Slow down...

Slow down, happiness is trying to catch you...
The sentence is from a podcast that I love to listen - it talks about raising children with special needs, so for me, it allows a lot of opportunities to connect. But this spring, the slowing down has been so very meaningful. And so very challenging.
Slow down, happiness is trying to catch you... What is happiness in the academic world? Is it happy students who turn up in our classes, excited to learn new things? Is it grateful collaboration partners for whom we have managed to create added value with the research insights? Is it successful grant applications? Or successful publications? Citations? Conference invitations? Is if fame and glory? Or money? How do I know that happiness has finally caught up with me? Where is contentment in the academic world?
Yale University offers a free Happyness course, and while I have not managed to take the whole course  (yet), I want to bring two insights from the course to consider when it comes to the ideas of happiness. (There might be more on this topic). And, yes, these will be trivial points, but it is my blog, and I am allowed to be trivial here :)
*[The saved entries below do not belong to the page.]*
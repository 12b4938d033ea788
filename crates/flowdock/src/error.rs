use {cortex_common::FromMessage, reqwest::StatusCode};

/// Flowdock transport errors.
///
/// Only [`Error::Connection`] and [`Error::StreamTerminated`] end the event
/// loop; everything else is scoped to a single event or refresh.
#[derive(Debug, thiserror::Error)]
pub enum Error {
    /// The stream handshake did not succeed.
    #[error("stream connection failed: {message}")]
    Connection {
        status: Option<StatusCode>,
        message: String,
    },

    /// The stream closed or delivered an implausible record.
    #[error("stream terminated: {0}")]
    StreamTerminated(String),

    /// The flow list could not be fetched.
    #[error("flow directory unavailable ({status}): {body}")]
    DirectoryUnavailable { status: StatusCode, body: String },

    #[error("no flow with id {channel_id}")]
    ChannelNotFound { channel_id: String },

    /// A single stream record could not be decoded.
    #[error("undecodable event: {0}")]
    Decode(#[from] serde_json::Error),

    /// Flowdock refused a reply.
    #[error("reply rejected ({status}): {body}")]
    Post { status: StatusCode, body: String },

    #[error(transparent)]
    Http(#[from] reqwest::Error),

    #[error("{0}")]
    Message(String),
}

impl Error {
    #[must_use]
    pub fn channel_not_found(channel_id: impl Into<String>) -> Self {
        Self::ChannelNotFound {
            channel_id: channel_id.into(),
        }
    }

    /// Whether the event loop must stop.
    pub fn is_fatal(&self) -> bool {
        matches!(self, Self::Connection { .. } | Self::StreamTerminated(_))
    }
}

impl FromMessage for Error {
    fn from_message(message: String) -> Self {
        Self::Message(message)
    }
}

pub type Result<T> = std::result::Result<T, Error>;

cortex_common::impl_context!();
Point 1: Focus on your strengths. 
What are you good at? The course links to a psychology test, and there you can evaluate more than a hundred statements to help you figure out what you are good at. And suggest picking the top five things and doing those you are good at every day. Integrating your strengths in the academic or recreational aspects of your every day is another challenge. The suggestion is that you practice. And I am good at being curious and creative, and I practice that by learning new things and creating something. Every day. And importantly, I note to myself - I have learned this. And I have created this. It does bring joy!

Point 2: Stop the comparisons.
This is so much harder to say than to do. Academia is all about comparing yourself with the others. Do you have better or worse grades than your peers? More or less right answers on your test? More publications? More students? More money? More awards? More time to do research? More ... more... more... This also gives the impression that it will be good once I have enough. I can finally be content. But you know that this is not the case as well as I do. There is always someone more clever, more competitive, more published, more recognised, and more cited. But knowing that one has to step out of this comparison game is easier said than done. Make peace, slow down and allow the happiness and contentment available through recognising your own strengths and space to be available for you.